Abstract 3558: Cardiac Contractility Modulation Improves Exercise Tolerance in NYHA Class III Patients With Narrow QRS and EF Between 25 and 35%: A Subgroup Analysis of the FIX-HF-5 Study
Background: Cardiac contractility modulation (CCM) signals are nonexcitatory electrical signals delivered to the heart during the absolute ventricular refractory period intended to improve contraction. The safety and efficacy of CCM was tested in 428 NYHA III or IV heart failure patients with EF≤35% and narrow QRS randomized to optimal medical treatment (OMT) plus CCM versus OMT alone: the FIX-HF-5 study. In the overall population, CCM had no significant impact on anaerobic threshold (AT) but did significantly increase peak VO2 (pVO2). We sought to identify subgroups of patients who showed the most robust clinically significant response to CCM.

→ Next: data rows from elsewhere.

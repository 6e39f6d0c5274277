//! Component system for the application's UI elements.
//!
//! Components are self-contained pieces that receive terminal events, react
//! to [`Action`] messages, and render themselves. They communicate
//! exclusively through actions sent over the bounded channel registered in
//! [`Component::register_action_handler`]; the main loop routes every action
//! to every component's `update()`.

use color_eyre::eyre::Result;
use crossterm::event::{KeyEvent, MouseEvent};
use ratatui::layout::Rect;
use tokio::sync::mpsc::Sender;

use crate::{
    action::Action,
    config::Config,
    tui::{Event, Frame},
};

pub mod auth;
pub mod form;
pub mod session;
pub mod title;
pub mod transcript;

/// `Component` is a trait that represents a visual and interactive element of
/// the user interface. Implementors can be registered with the main
/// application loop and will be able to receive events, update state, and be
/// rendered on the screen.
pub trait Component {
    /// Register an action handler that can send actions for processing if necessary.
    /// # Arguments
    /// * `action_tx` - A bounded sender that can send actions.
    /// # Returns
    /// * `Result<()>` - An Ok result or an error.
    fn register_action_handler(&mut self, _action_tx: Sender<Action>) -> Result<()> {
        Ok(())
    }

    /// Register a configuration handler that provides configuration settings if necessary.
    /// # Arguments
    /// * `config` - Configuration settings.
    /// # Returns
    /// * `Result<()>` - An Ok result or an error.
    fn register_config_handler(&mut self, _config: Config) -> Result<()> {
        Ok(())
    }

    /// Initialize the component with a specified area if necessary.
    /// # Arguments
    /// * `area` - Rectangular area to initialize the component within.
    /// # Returns
    /// * `Result<()>` - An Ok result or an error.
    fn init(&mut self, _area: Rect) -> Result<()> {
        Ok(())
    }

    /// Handle incoming events and produce actions if necessary.
    /// # Arguments
    /// * `event` - An optional event to be processed.
    /// # Returns
    /// * `Result<Option<Action>>` - An action to be processed or none.
    fn handle_events(&mut self, event: Option<Event>) -> Result<Option<Action>> {
        let r = match event {
            Some(Event::Key(key_event)) => self.handle_key_events(key_event)?,
            Some(Event::Mouse(mouse_event)) => self.handle_mouse_events(mouse_event)?,
            _ => None,
        };
        Ok(r)
    }

    /// Handle key events and produce actions if necessary.
    /// # Arguments
    /// * `key` - A key event to be processed.
    /// # Returns
    /// * `Result<Option<Action>>` - An action to be processed or none.
    fn handle_key_events(&mut self, _key: KeyEvent) -> Result<Option<Action>> {
        Ok(None)
    }

    /// Handle mouse events and produce actions if necessary.
    /// # Arguments
    /// * `mouse` - A mouse event to be processed.
    /// # Returns
    /// * `Result<Option<Action>>` - An action to be processed or none.
    fn handle_mouse_events(&mut self, _mouse: MouseEvent) -> Result<Option<Action>> {
        Ok(None)
    }

    /// Update the state of the component based on a received action.
    /// # Arguments
    /// * `action` - An action that may modify the state of the component.
    /// # Returns
    /// * `Result<Option<Action>>` - An action to be processed or none.
    fn update(&mut self, _action: Action) -> Result<Option<Action>> {
        Ok(None)
    }

    /// Render the component on the screen. (REQUIRED)
    /// # Arguments
    /// * `f` - A frame used for rendering.
    /// * `area` - The area in which the component should be drawn.
    /// # Returns
    /// * `Result<()>` - An Ok result or an error.
    fn draw(&mut self, f: &mut Frame<'_>, area: Rect) -> Result<()>;

    /// Gracefully shutdown the component and clean up resources.
    /// This is called before the application exits to ensure proper cleanup.
    /// # Returns
    /// * `Result<()>` - An Ok result or an error.
    fn shutdown(&mut self) -> Result<()> {
        Ok(())
    }
}
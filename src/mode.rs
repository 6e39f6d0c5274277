use serde::{Deserialize, Serialize};

#[derive(Default, Debug, Copy, Clone, PartialEq, Eq, Hash, Serialize, Deserialize)]
pub enum Mode {
    #[default]
    Normal,
    Input,
    Auth,
}
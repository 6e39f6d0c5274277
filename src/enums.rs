use strum::{Display, EnumCount, EnumIter, FromRepr};

/// How the external tool probes the network.
#[derive(Default, Clone, Copy, Display, FromRepr, EnumIter, EnumCount, PartialEq, Eq, Debug)]
pub enum ScanMode {
    #[default]
    #[strum(to_string = "ARP Scan")]
    Arp,
    #[strum(to_string = "Ping Scan")]
    Ping,
}

impl ScanMode {
    pub fn previous(&self) -> Self {
        let current_index: usize = *self as usize;
        let previous_index = current_index.saturating_sub(1);
        Self::from_repr(previous_index).unwrap_or(*self)
    }

    pub fn next(&self) -> Self {
        let current_index = *self as usize;
        let next_index = current_index.saturating_add(1);
        Self::from_repr(next_index).unwrap_or(*self)
    }
}

/// Network mask appended to a bare target address.
#[derive(Clone, Copy, Display, FromRepr, EnumIter, EnumCount, PartialEq, Eq, Debug)]
pub enum CidrSuffix {
    #[strum(to_string = "/8")]
    Slash8,
    #[strum(to_string = "/16")]
    Slash16,
    #[strum(to_string = "/24")]
    Slash24,
    #[strum(to_string = "/25")]
    Slash25,
    #[strum(to_string = "/26")]
    Slash26,
    #[strum(to_string = "/27")]
    Slash27,
    #[strum(to_string = "/28")]
    Slash28,
    #[strum(to_string = "/29")]
    Slash29,
    #[strum(to_string = "/30")]
    Slash30,
}

impl Default for CidrSuffix {
    fn default() -> Self {
        CidrSuffix::Slash24
    }
}

impl CidrSuffix {
    pub fn prefix_len(&self) -> u8 {
        match self {
            CidrSuffix::Slash8 => 8,
            CidrSuffix::Slash16 => 16,
            CidrSuffix::Slash24 => 24,
            CidrSuffix::Slash25 => 25,
            CidrSuffix::Slash26 => 26,
            CidrSuffix::Slash27 => 27,
            CidrSuffix::Slash28 => 28,
            CidrSuffix::Slash29 => 29,
            CidrSuffix::Slash30 => 30,
        }
    }

    pub fn previous(&self) -> Self {
        let current_index: usize = *self as usize;
        let previous_index = current_index.saturating_sub(1);
        Self::from_repr(previous_index).unwrap_or(*self)
    }

    pub fn next(&self) -> Self {
        let current_index = *self as usize;
        let next_index = current_index.saturating_add(1);
        Self::from_repr(next_index).unwrap_or(*self)
    }
}

/// Lifecycle of one scan session.
#[derive(Default, Clone, Copy, Display, PartialEq, Eq, Debug)]
pub enum ScanState {
    #[default]
    #[strum(to_string = "Ready")]
    Idle,
    #[strum(to_string = "Waiting for password")]
    AwaitingAuth,
    #[strum(to_string = "Authenticating...")]
    Authenticating,
    #[strum(to_string = "Scanning...")]
    Running,
    #[strum(to_string = "Scan complete")]
    Completed,
    #[strum(to_string = "Scan failed")]
    Failed,
    #[strum(to_string = "Scan stopped")]
    Stopped,
}

impl ScanState {
    /// A subprocess is (or may be about to be) alive in this state.
    pub fn is_active(&self) -> bool {
        matches!(
            self,
            ScanState::AwaitingAuth | ScanState::Authenticating | ScanState::Running
        )
    }
}

/// How a scan subprocess ended.
#[derive(Clone, Copy, PartialEq, Eq, Debug)]
pub enum ExitKind {
    /// Exit code 0, normal termination.
    Completed,
    /// Clean exit with a nonzero code.
    Code(i32),
    /// Killed by a signal or otherwise abnormal termination.
    Crashed,
    /// Terminated because the session was cancelled.
    Stopped,
}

Methods and Results: Protocol specified multi-regression analysis was used to determine if baseline EF, NYHA, pVO2 or etiology of heart failure influenced the impact of CCM on AT, the study’s primary efficacy endpoint. Etiology and baseline pVO2 did not impact efficacy. However, baseline NYHA III and an EF≥25% appeared to be predictors of increased efficacy. When a post-hoc analysis was performed on the combined subgroup of NYHA III and an EF≥25% (97 OMT and 109 CCM patients, 48% of the entire population) AT increased by 0.10±2.36 in CCM vs −0.54±1.83 ml/kg/min in OMT (p=0.03) and pVO2 increased by 0.34±3.11 in CCM vs −0.97±2.31 (p=0.001) at 24 weeks compared to baseline. 59% of CCM vs 42% of OMT subjects showed a 10 point or greater reduction in Minnesota Living with Heart Failure Questionnaire (p=0.01). These differences were maintained at 50 weeks.
Conclusions: This retrospective analysis indicates that CCM significantly improves objective parameters of exercise tolerance in a subgroup of patients with normal QRS duration, NYHA class III symptoms and 25%≤EF≤35%. If confirmed in prospective studies, CCM can address a large, currently unserved population of patients living with marked limitation of exercise tolerance.